Sin que los precios de los productos acabados y los factores de producción proporcionen la información y las señales que guíen la toma de decisiones, cada día que pasa significaría que se toman más decisiones de este tipo en la oscuridad. Sería análogo a los viajeros por mar en el mundo antiguo antes de la invención del sextante o la brújula. Cada movimiento lejos de la tierra – lo conocido y lo familiar – sería en aguas inexploradas sin forma de saber la dirección o las consecuencias del curso elegido. Mejor permanecer cerca de la costa que explorar mares desconocidos. Y si se emprende el viaje en mar abierto bajo cielos cubiertos de nubes, no se sabe a dónde conducirá ni si se ha seleccionado el curso más corto y mejor.

El establecimiento de un sistema integral de planificación central socialista equivaldría a retroceder en el tiempo. Es por razones como ésta que Mises se refirió al cálculo económico como “la estrella guía de la acción bajo un sistema social de división del trabajo.

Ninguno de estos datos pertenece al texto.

/// Capture one snapshot per lane currently in the registry.
pub fn snapshot_lanes(registry: &Registry) -> Vec<LaneSnapshot> {
    registry
        .filter(|e| e.bpmn_type == BpmnType::Lane)
        .into_iter()
        .filter_map(|lane| {
            let pool_id = lane.parent?;
            Some(LaneSnapshot {
                lane_id: lane.id,
                pool_id,
                original_y: lane.y,
                members: lane.flow_node_refs.iter().copied().collect(),
            })
        })
        .collect()
}

/// Post-oracle band assignment and member repositioning for every
/// participant pool that has lanes, per spec.md §4.9 steps 1-7.
///
/// `optimize_order` gates step 3's crossing-minimising reorder
/// (`lane_strategy = OPTIMIZE`); when `false` lanes keep their original
/// top-to-bottom order (`lane_strategy = PRESERVE`, the default).
pub fn assign_bands(registry: &mut Registry, snapshots: &[LaneSnapshot], optimize_order: bool) {
    let pools: HashSet<Id> = snapshots.iter().map(|s| s.pool_id).collect();
    for pool_id in pools {
        let mut lanes: Vec<&LaneSnapshot> =
            snapshots.iter().filter(|s| s.pool_id == pool_id).collect();
        if lanes.is_empty() {
            continue;
        }
        lanes.sort_by(|a, b| a.original_y.partial_cmp(&b.original_y).unwrap());

        let mut member_sets: Vec<HashSet<Id>> = lanes.iter().map(|l| l.members.clone()).collect();
        assign_orphans(registry, pool_id, &lanes, &mut member_sets);

        // Invariant 5 (spec.md §3): reapply the captured membership (plus
        // any orphans just assigned) to the model before band positioning.
        for (lane, members) in lanes.iter().zip(member_sets.iter()) {
            if let Some(lane_el) = registry.get_mut(lane.lane_id) {
                lane_el.flow_node_refs = members.iter().copied().collect();
            }
        }

        let lane_order = if optimize_order {
            reorder_lanes(registry, &lanes, &member_sets)
        } else {
            (0..lanes.len()).collect()
        };

        let Some(pool) = registry.get(pool_id) else { continue };
        let pool_rect = pool.rect();
        let mut band_y = pool_rect.y;
        let mut bands: Vec<(Id, f64, f64)> = Vec::new(); // (lane_id, band_y, band_height)

        for &idx in &lane_order {
            let lane_id = lanes[idx].lane_id;
            let members = &member_sets[idx];
            let content_height = content_height_of(registry, members);
            let band_height =
                (content_height + 2.0 * constants::LANE_VERTICAL_PADDING).max(constants::MIN_LANE_HEIGHT);
            bands.push((lane_id, band_y, band_height));
            band_y += band_height;
        }
        let total_height = band_y - pool_rect.y;

        for &(lane_id, by, bh) in &bands {
            let members = {
                let idx = lanes.iter().position(|l| l.lane_id == lane_id).unwrap();
                member_sets[idx].clone()
            };
            recenter_members(registry, &members, by, bh);
        }

        for &(lane_id, by, bh) in &bands {
            let Some(pool) = registry.get(pool_id) else { continue };
            let pool_rect = pool.rect();
            let lane_rect = layout_geom::Rect::new(
                pool_rect.x + constants::POOL_LABEL_BAND,
                by,
                (pool_rect.width - constants::POOL_LABEL_BAND).max(0.0),
                bh,
            );
            let _ = registry.resize_shape(lane_id, lane_rect);
        }

        if let Some(pool) = registry.get(pool_id) {
            let mut resized = pool.rect();
            resized.height = total_height;
            let _ = registry.resize_shape(pool_id, resized);
        }

        // Repeat the lane resize once to counter any pool-resize redistribution.
        for &(lane_id, by, bh) in &bands {
            let Some(pool) = registry.get(pool_id) else { continue };
            let pool_rect = pool.rect();
            let lane_rect = layout_geom::Rect::new(
                pool_rect.x + constants::POOL_LABEL_BAND,
                by,
                (pool_rect.width - constants::POOL_LABEL_BAND).max(0.0),
                bh,
            );
            let _ = registry.resize_shape(lane_id, lane_rect);
        }
    }
}

fn assign_orphans(
    registry: &Registry,
    pool_id: Id,
    lanes: &[&LaneSnapshot],
    member_sets: &mut [HashSet<Id>],
) {
    let assigned: HashSet<Id> = member_sets.iter().flatten().copied().collect();
    let children = registry.child_ids_of(pool_id);
    for child_id in children {
        if assigned.contains(&child_id) {
            continue;
        }
        let Some(child) = registry.get(child_id) else { continue };
        if !matches!(
            child.bpmn_type,
            BpmnType::Task
                | BpmnType::StartEvent
                | BpmnType::EndEvent
                | BpmnType::IntermediateEvent
                | BpmnType::ExclusiveGateway
                | BpmnType::InclusiveGateway
                | BpmnType::ParallelGateway
                | BpmnType::EventBasedGateway
                | BpmnType::SubProcess
                | BpmnType::CallActivity
        ) {
            continue;
        }
        let child_cy = child.rect().center().y;
        let closest = lanes
            .iter()
            .enumerate()
            .min_by(|(_, a), (_, b)| {
                let da = (registry.get(a.lane_id).map(|l| l.rect().center().y).unwrap_or(0.0) - child_cy).abs();
                let db = (registry.get(b.lane_id).map(|l| l.rect().center().y).unwrap_or(0.0) - child_cy).abs();
                da.partial_cmp(&db).unwrap()
            })
            .map(|(idx, _)| idx);
        if let Some(idx) = closest {
            member_sets[idx].insert(child_id);
        }
    }
}

/// Reorder lanes to minimise the inter-lane sequence-flow crossing cost.
/// Returns an index permutation into `lanes`/`member_sets`.
fn reorder_lanes(
    registry: &Registry,
    lanes: &[&LaneSnapshot],
    member_sets: &[HashSet<Id>],
) -> Vec<usize> {
    let n = lanes.len();
    let identity: Vec<usize> = (0..n).collect();
    if n <= 1 {
        return identity;
    }

    let lane_of = |node: Id| -> Option<usize> {
        member_sets.iter().position(|m| m.contains(&node))
    };
    let flows: Vec<(usize, usize)> = registry
        .filter(|e| e.bpmn_type == BpmnType::SequenceFlow)
        .into_iter()
        .filter_map(|e| {
            let (s, t) = (e.source?, e.target?);
            Some((lane_of(s)?, lane_of(t)?))
        })
        .collect();

    let cost = |order: &[usize]| -> usize {
        let mut position = vec![0usize; n];
        for (pos, &lane_idx) in order.iter().enumerate() {
            position[lane_idx] = pos;
        }
        flows
            .iter()
            .map(|&(s, t)| position[s].abs_diff(position[t]))
            .sum()
    };

    if n <= constants::LANE_REORDER_BRUTE_FORCE_MAX {
        let mut best = identity.clone();
        let mut best_cost = cost(&identity);
        let mut perm = identity.clone();
        permute(&mut perm, 0, &mut |candidate| {
            let c = cost(candidate);
            if c < best_cost {
                best_cost = c;
                best = candidate.to_vec();
            }
        });
        best
    } else {
        let mut order = identity;
        loop {
            let mut improved = false;
            for i in 0..n - 1 {
                let mut candidate = order.clone();
                candidate.swap(i, i + 1);
                if cost(&candidate) < cost(&order) {
                    order = candidate;
                    improved = true;
                }
            }
            if !improved {
                break;
            }
        }
        order
    }
}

Es la brújula del hombre que se embarca en la producción”. Así, incluso si los gobernantes de un Estado socialista fueran completamente benévolos y se preocuparan únicamente por el bienestar de sus semejantes, sin el cálculo económico una sociedad colectivista se enfrentaría potencialmente a lo que Mises tituló en uno de sus libros, el caos planificado.

Así, el establecimiento de un sistema integral de planificación central socialista equivaldría a retroceder en el tiempo, antes de que las instituciones de la propiedad privada y la competencia del mercado hubieran permitido utilizar los precios para la toma de decisiones racionales.

Por suerte, el intento de crear el socialismo en el siglo XX causó suficiente impresión como para que no parezca probable que se vuelva a intentar una abolición tan drástica de las instituciones fundamentales de la economía de mercado en un futuro próximo. El dilema de nuestro tiempo es que los gobiernos, mediante la regulación, la intervención, la redistribución y los numerosos controles, impiden que el mercado y el sistema de precios funcionen como deberían y podrían hacerlo en una sociedad libre.